Analysis of Diseases in Farm Crops Using Image Processing and Machine Learning Techniques

Authors
C. Siva Kumar1, *, Kodadala Charishma Reddy2, Mounika Annam2, Ch Govardhan Reddy2, Enamala Pujith2
1Associate Professor, Dept. of CSSE, Mohan Babu University(Erstwhile Sree Vidyanikethan Engineering College), Tirupati, India
2UG Scholar, Department of Computer Science and Systems Engineering, Sree Vidyanikethan Engineering College, Tirupati, India
*Corresponding author. Email: sivakumar.c@vidyanikethan.edu
Corresponding Author
C. Siva Kumar
Available Online 30 July 2024.
DOI
10.2991/978-94-6463-471-6_35How to use a DOI?
Keywords
Image processing; Image Acquisition; Pre-processing; Feature Extraction; Neural networks; Activation Function and Pooling Layers
Abstract

The existence of plant diseases is a matter of considerable health apprehension for all forms of life. Timely identification of diseases enables farmers to promptly implement the required remedies, thereby enhancing agricultural productivity. Machine learning stands at the forefront of modern technology, serving as the foundation for precision agriculture by facilitating the creation of sophisticated techniques for disease detection and classification. This project delves into the detection of plant diseases through the use of visual recognition technology. Upon uploading an image of the infected leaf to our application, it will undergo analysis. The application will then promptly identify the disease and provide recommended preventive methods directly within the application. Managing diseases poses a formidable challenge. Diseases are predominantly observed on the leaves or stems of plants.
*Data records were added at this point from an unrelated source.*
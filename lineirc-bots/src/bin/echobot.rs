//! echobot: joins channels and repeats whatever is addressed to it.
//!
//!   echobot --server irc.example.net:6667 --nick echobot rust lineirc
//!
//! Lines typed on stdin are sent to the server as-is (`PRIVMSG #rust :hi`).

use std::sync::Arc;
use std::time::Duration;

use anyhow::Result;
use clap::Parser;
use lineirc_bots::echo::EchoHandler;
use lineirc_bots::session;
use lineirc_sdk::{ConnectConfig, Connection, Event};

#[derive(Parser)]
#[command(name = "echobot", about = "Echo bot for line-protocol chat servers")]
struct Args {
    /// Server address (host:port)
    #[arg(long, env = "LINEIRC_SERVER", default_value = "127.0.0.1:6667")]
    server: String,

    /// Bot nick
    #[arg(long, env = "LINEIRC_NICK", default_value = "echobot")]
    nick: String,

    /// Real name sent with USER
    #[arg(long, default_value = "lineirc echo bot")]
    name: String,

    /// Log every line sent and received
    #[arg(long)]
    verbose: bool,

    /// Channels to join (`#` is added when missing)
    channels: Vec<String>,
}

#[tokio::main]
async fn main() -> Result<()> {
    tracing_subscriber::fmt()
        .with_env_filter(
            tracing_subscriber::EnvFilter::try_from_default_env()
                .unwrap_or_else(|_| "echobot=info,lineirc_bots=info,lineirc_sdk=info".into()),
        )
        .init();

    let args = Args::parse();

    let (conn, mut events) = Connection::dial(ConnectConfig {
        server_addr: args.server.clone(),
        verbose: args.verbose,
        ..Default::default()
    })
    .await?;
    tracing::info!(server = %args.server, nick = %args.nick, "Connected");

    session::register(&conn, &args.nick, &args.name).await?;
    conn.install_handler(Arc::new(EchoHandler::new(&args.nick)))?;
    for channel in &args.channels {
        conn.queue(&format!("JOIN {}", session::channel_name(channel))).await?;
    }

    let stdin_conn = conn.clone();
    tokio::spawn(async move {
        if let Err(e) = session::forward_stdin(stdin_conn).await {
            tracing::warn!("stdin forwarding stopped: {e:#}");
        }
    });

    tokio::spawn(async move {
        while let Some(event) = events.recv().await {
            match event {
                Event::HandlerFailed { handler, command, error } => {
                    tracing::warn!(handler, command = %command, "Handler error: {error}");
                }
                Event::Disconnected { reason } => tracing::info!("Disconnected: {reason}"),
                _ => {}
            }
        }
    });

    let serving = conn.clone();
    let serve = tokio::spawn(async move { serving.serve().await });

    tokio::select! {
        result = serve => result??,
        _ = tokio::signal::ctrl_c() => {
            tracing::info!("Interrupted, quitting");
            if conn.send("QUIT :echobot shutting down").await.is_ok() {
                // Give the server a moment to close its side first.
                let _ = tokio::time::timeout(Duration::from_secs(2), conn.closed()).await;
            }
            conn.terminate().await;
        }
    }

    Ok(())
}
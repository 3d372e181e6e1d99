//! Events emitted by a connection for the consumer (bot, CLI, tests).

use crate::irc::Message;

/// Events that the read task emits to whoever holds the receiver.
///
/// After [`Event::Disconnected`] the channel closes.
#[derive(Debug, Clone)]
pub enum Event {
    /// A parsed inbound message, emitted after every handler has seen it.
    Message(Message),

    /// A handler returned an error for a message. Dispatch continued.
    HandlerFailed {
        handler: &'static str,
        command: String,
        error: String,
    },

    /// Raw inbound line (only when the connection is verbose).
    RawLine(String),

    /// The connection was closed, by request or by a transport failure.
    Disconnected {
        reason: String,
    },
}
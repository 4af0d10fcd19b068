//! Host side of the four privileged guest primitives
//!
//! Host functions exchange text only. Each returns a JSON envelope:
//! `{"ok":true,"value":…}`, `{"ok":true,"pending":<id>}` for deferred
//! operations, or `{"ok":false,"error":"…"}`. The bootstrap shim turns
//! errors into exceptions and pending ids into promises.

use crate::http::FetchInit;
use crate::log::{LogBuffer, LogEvent, LogLevel};
use crate::ops::{HostOp, HostRequest};
use crate::{QuotaPolicy, RuntimeState, SandboxError};
use serde_json::{Value as JsonValue, json};
use std::cell::{Cell, RefCell};
use std::collections::VecDeque;

/// Global names the host functions are installed under
pub const HOST_LOG: &str = "__host_log";
pub const HOST_PKG_INSTALL: &str = "__host_pkg_install";
pub const HOST_PKG_LIST: &str = "__host_pkg_list";
pub const HOST_FETCH: &str = "__host_fetch";

pub const HOST_FUNCTIONS: [&str; 4] = [HOST_LOG, HOST_PKG_INSTALL, HOST_PKG_LIST, HOST_FETCH];

/// Per-run bridge state shared with the interpreter's host functions
pub struct HostBridge {
    policy: QuotaPolicy,
    host_calls: Cell<u64>,
    next_id: Cell<u32>,
    logs: RefCell<LogBuffer>,
    queue: RefCell<VecDeque<HostRequest>>,
    ledger: RefCell<RuntimeState>,
}

impl HostBridge {
    pub fn new(policy: QuotaPolicy, ledger: RuntimeState) -> Self {
        let logs = LogBuffer::new(policy.exec_max_log_lines);
        Self {
            policy,
            host_calls: Cell::new(0),
            next_id: Cell::new(1),
            logs: RefCell::new(logs),
            queue: RefCell::new(VecDeque::new()),
            ledger: RefCell::new(ledger),
        }
    }

    /// Dispatch a host function by its global name
    pub fn call(&self, function: &str, first: &str, second: &str) -> String {
        match function {
            HOST_LOG => self.log(first, second),
            HOST_PKG_INSTALL => self.pkg_install(first),
            HOST_PKG_LIST => self.pkg_list(),
            HOST_FETCH => self.fetch(first, second),
            other => failure(&format!("unknown host function {other}")),
        }
    }

    /// `log(level, text)`
    pub fn log(&self, level: &str, text: &str) -> String {
        if let Err(err) = self.charge() {
            return failure(&err.to_string());
        }
        let Ok(level) = level.parse::<LogLevel>() else {
            return failure(&format!("unsupported log level {level:?}"));
        };

        tracing::debug!(target: "codebox::guest", level = %level, "{}", text);
        self.logs.borrow_mut().push(level, text);
        success(JsonValue::Null)
    }

    /// `pkgInstall(spec)`: deferred
    pub fn pkg_install(&self, spec: &str) -> String {
        if let Err(err) = self.charge() {
            return failure(&err.to_string());
        }
        if !self.policy.pkg_install_enabled {
            return failure(&SandboxError::PkgInstallDisabled.to_string());
        }
        self.defer(HostOp::PkgInstall {
            spec: spec.to_string(),
        })
    }

    /// `pkgList()`
    pub fn pkg_list(&self) -> String {
        if let Err(err) = self.charge() {
            return failure(&err.to_string());
        }
        success(json!(self.ledger.borrow().packages()))
    }

    /// `fetch(url, initJson)`: deferred
    pub fn fetch(&self, url: &str, init: &str) -> String {
        if let Err(err) = self.charge() {
            return failure(&err.to_string());
        }
        if !self.policy.net_fetch_enabled {
            return failure(&SandboxError::NetFetchDisabled.to_string());
        }

        let init: FetchInit = if init.trim().is_empty() {
            FetchInit::default()
        } else {
            match serde_json::from_str(init) {
                Ok(init) => init,
                Err(err) => return failure(&format!("invalid fetch init: {err}")),
            }
        };
        self.defer(HostOp::Fetch {
            url: url.to_string(),
            init,
        })
    }

    /// Count a host call; fails once the count exceeds the budget
    fn charge(&self) -> Result<(), SandboxError> {
        let calls = self.host_calls.get() + 1;
        self.host_calls.set(calls);
        if calls > self.policy.exec_max_host_calls {
            tracing::warn!(calls, limit = self.policy.exec_max_host_calls, "host call budget exhausted");
            return Err(SandboxError::HostCallLimit(self.policy.exec_max_host_calls));
        }
        Ok(())
    }

    fn defer(&self, op: HostOp) -> String {
        let id = self.next_id.get();
        self.next_id.set(id.wrapping_add(1));
        self.queue.borrow_mut().push_back(HostRequest { id, op });
        json!({ "ok": true, "pending": id }).to_string()
    }

    /// Take every request queued since the last call
    pub fn take_queued(&self) -> Vec<HostRequest> {
        self.queue.borrow_mut().drain(..).collect()
    }

    pub fn has_queued(&self) -> bool {
        !self.queue.borrow().is_empty()
    }

    /// Replace the snapshot `pkgList` reports
    pub fn publish_ledger(&self, ledger: &RuntimeState) {
        *self.ledger.borrow_mut() = ledger.clone();
    }

    pub fn host_calls(&self) -> u64 {
        self.host_calls.get()
    }

    pub fn take_logs(&self) -> Vec<LogEvent> {
        let max = self.policy.exec_max_log_lines;
        let logs = std::mem::replace(&mut *self.logs.borrow_mut(), LogBuffer::new(max));
        if logs.dropped() > 0 {
            tracing::debug!(dropped = logs.dropped(), kept = max, "console lines dropped");
        }
        logs.into_events()
    }
}

/// Settlement message handed to the shim's `__settle`
pub fn settlement(id: u32, outcome: &Result<JsonValue, SandboxError>) -> String {
    match outcome {
        Ok(value) => json!({ "id": id, "ok": true, "value": value }).to_string(),
        Err(err) => json!({ "id": id, "ok": false, "error": err.to_string() }).to_string(),
    }
}

fn success(value: JsonValue) -> String {
    json!({ "ok": true, "value": value }).to_string()
}

fn failure(message: &str) -> String {
    json!({ "ok": false, "error": message }).to_string()
}

#[cfg(test)]
mod tests {
    use super::*;
    use crate::ledger::sample_package;

    fn reply(text: &str) -> JsonValue {
        serde_json::from_str(text).unwrap()
    }

    #[test]
    fn test_host_call_budget_is_global() {
        let policy = QuotaPolicy {
            exec_max_host_calls: 3,
            ..QuotaPolicy::default()
        };
        let bridge = HostBridge::new(policy, RuntimeState::new());

        assert_eq!(reply(&bridge.log("log", "a"))["ok"], true);
        assert_eq!(reply(&bridge.pkg_list())["ok"], true);
        assert_eq!(reply(&bridge.fetch("https://a.test", "{}"))["ok"], true);

        let fourth = reply(&bridge.log("log", "b"));
        assert_eq!(fourth["ok"], false);
        assert!(fourth["error"].as_str().unwrap().contains("host call budget"));
        assert_eq!(bridge.host_calls(), 4);
        assert_eq!(bridge.take_logs().len(), 1);
    }

    #[test]
    fn test_zero_budget_fails_first_call() {
        let policy = QuotaPolicy {
            exec_max_host_calls: 0,
            ..QuotaPolicy::default()
        };
        let bridge = HostBridge::new(policy, RuntimeState::new());
        assert_eq!(reply(&bridge.pkg_list())["ok"], false);
    }

    #[test]
    fn test_rejected_calls_still_count() {
        let policy = QuotaPolicy {
            exec_max_host_calls: 2,
            ..QuotaPolicy::default()
        };
        let bridge = HostBridge::new(policy, RuntimeState::new());

        assert_eq!(reply(&bridge.log("info", "x"))["ok"], false);
        assert_eq!(reply(&bridge.log("warn", "x"))["ok"], true);
        assert_eq!(reply(&bridge.log("warn", "x"))["ok"], false);
    }

    #[test]
    fn test_disabled_features() {
        let policy = QuotaPolicy {
            pkg_install_enabled: false,
            net_fetch_enabled: false,
            ..QuotaPolicy::default()
        };
        let bridge = HostBridge::new(policy, RuntimeState::new());

        let install = reply(&bridge.pkg_install("left-pad"));
        assert!(install["error"].as_str().unwrap().starts_with("PKG_INSTALL_DISABLED"));
        let fetch = reply(&bridge.fetch("https://a.test", ""));
        assert!(fetch["error"].as_str().unwrap().starts_with("NET_FETCH_DISABLED"));
        assert!(!bridge.has_queued());
    }

    #[test]
    fn test_deferred_ops_are_queued_in_order() {
        let bridge = HostBridge::new(QuotaPolicy::default(), RuntimeState::new());

        assert_eq!(reply(&bridge.pkg_install("left-pad"))["pending"], 1);
        assert_eq!(
            reply(&bridge.call(HOST_FETCH, "https://a.test", r#"{"method":"POST"}"#))["pending"],
            2
        );

        let queued = bridge.take_queued();
        assert_eq!(queued.len(), 2);
        assert_eq!(queued[0].op.name(), "pkgInstall");
        match &queued[1].op {
            HostOp::Fetch { url, init } => {
                assert_eq!(url, "https://a.test");
                assert_eq!(init.method.as_deref(), Some("POST"));
            }
            other => panic!("unexpected op {other:?}"),
        }
        assert!(bridge.take_queued().is_empty());
    }

    #[test]
    fn test_invalid_fetch_init() {
        let bridge = HostBridge::new(QuotaPolicy::default(), RuntimeState::new());
        let bad = reply(&bridge.fetch("https://a.test", "{not json"));
        assert_eq!(bad["ok"], false);
    }

    #[test]
    fn test_pkg_list_reflects_published_ledger() {
        let bridge = HostBridge::new(QuotaPolicy::default(), RuntimeState::new());
        assert_eq!(reply(&bridge.pkg_list())["value"], json!([]));

        bridge.publish_ledger(&RuntimeState::from_packages([sample_package("zod")]));
        assert_eq!(reply(&bridge.pkg_list())["value"][0]["spec"], "zod");
    }

    #[test]
    fn test_log_lines_dropped_silently() {
        let policy = QuotaPolicy {
            exec_max_log_lines: 1,
            ..QuotaPolicy::default()
        };
        let bridge = HostBridge::new(policy, RuntimeState::new());
        assert_eq!(reply(&bridge.log("log", "kept"))["ok"], true);
        assert_eq!(reply(&bridge.log("error", "dropped"))["ok"], true);
        assert_eq!(bridge.take_logs(), vec![LogEvent {
            level: LogLevel::Log,
            message: "kept".into()
        }]);
    }

    #[test]
    fn test_settlement_shape() {
        let ok = reply(&settlement(7, &Ok(json!({"a": 1}))));
        assert_eq!(ok, json!({"id": 7, "ok": true, "value": {"a": 1}}));

        let err = reply(&settlement(8, &Err(SandboxError::RequestLimit(25))));
        assert_eq!(err["ok"], false);
        assert_eq!(err["error"], "fetch request limit reached (25 per run)");
    }
}
impl ScriptedInterpreter {
    pub fn created() -> u64 {
        CREATED.with(Cell::get)
    }

    pub fn disposed() -> u64 {
        DISPOSED.with(Cell::get)
    }

    /// Job batches run by the most recently created instance
    pub fn jobs_run_last() -> u64 {
        JOBS_RUN.with(Cell::get)
    }

    pub fn functions(&self) -> &[String] {
        &self.functions
    }
}

impl Interpreter for ScriptedInterpreter {
    const ENGINE: &'static str = "scripted";

    fn create(limits: InterpreterLimits, _modules: SharedModules) -> Result<Self, SandboxError> {
        if limits.memory_bytes == 0 {
            return Err(SandboxError::Interpreter("memory limit too small".into()));
        }
        CREATED.with(|c| c.set(c.get() + 1));
        JOBS_RUN.with(|c| c.set(0));
        Ok(Self {
            code: String::new(),
            functions: Vec::new(),
        })
    }

    fn install(&mut self, name: &str, _function: HostFunction) -> Result<(), SandboxError> {
        self.functions.push(name.to_string());
        Ok(())
    }

    fn eval(&mut self, _source: &str) -> Result<(), SandboxError> {
        Ok(())
    }

    fn call(&mut self, function: &str, argument: &str) -> Result<String, SandboxError> {
        match function {
            RUN => {
                if let Some(message) = argument.strip_prefix("throw:") {
                    return Err(SandboxError::Guest(message.to_string()));
                }
                self.code = argument.to_string();
                Ok(String::new())
            }
            FINISH => Ok(json!({ "state": "fulfilled", "json": self.code }).to_string()),
            _ => Ok(String::new()),
        }
    }

    fn has_pending_jobs(&self) -> bool {
        self.code == "pending"
    }

    fn run_pending_jobs(&mut self, max_jobs: usize) -> Result<usize, SandboxError> {
        JOBS_RUN.with(|c| c.set(c.get() + 1));
        Ok(if self.has_pending_jobs() { max_jobs } else { 0 })
    }

    fn dispose(self) {
        DISPOSED.with(|c| c.set(c.get() + 1));
    }
}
Accurately measuring diseases, pests, and traits that are visually observed has not been thoroughly explored due to the intricate nature of visual patterns. This paper introduces an approach for identifying leaf diseases through the utilization of advanced machine learning and image processing methods, addressing the escalating demand for enhanced and accurate image pattern recognition in this context. Using image processing and CNNs for detecting plant diseases involves capturing and preprocessing plant images, extracting relevant features, and then using a CNN to learn and identify patterns indicative of diseases. Image Processing involves Image Acquisition, Pre-processing and Feature Extraction, whereas CNN involves Convolutional Layers, Activation Function, Pooling Layers, Fully Connected Layers and Output Layers.

Copyright
© 2024 The Author(s)
Open Access
Open Access This chapter is licensed under the terms of the Creative Commons Attribution-NonCommercial 4.0 International License (http://creativecommons.org/licenses/by-nc/4.0/), which permits any noncommercial use, sharing, adaptation, distribution and reproduction in any medium or format, as long as you give appropriate credit to the original author(s) and the source, provide a link to the Creative Commons license and indicate if changes were made.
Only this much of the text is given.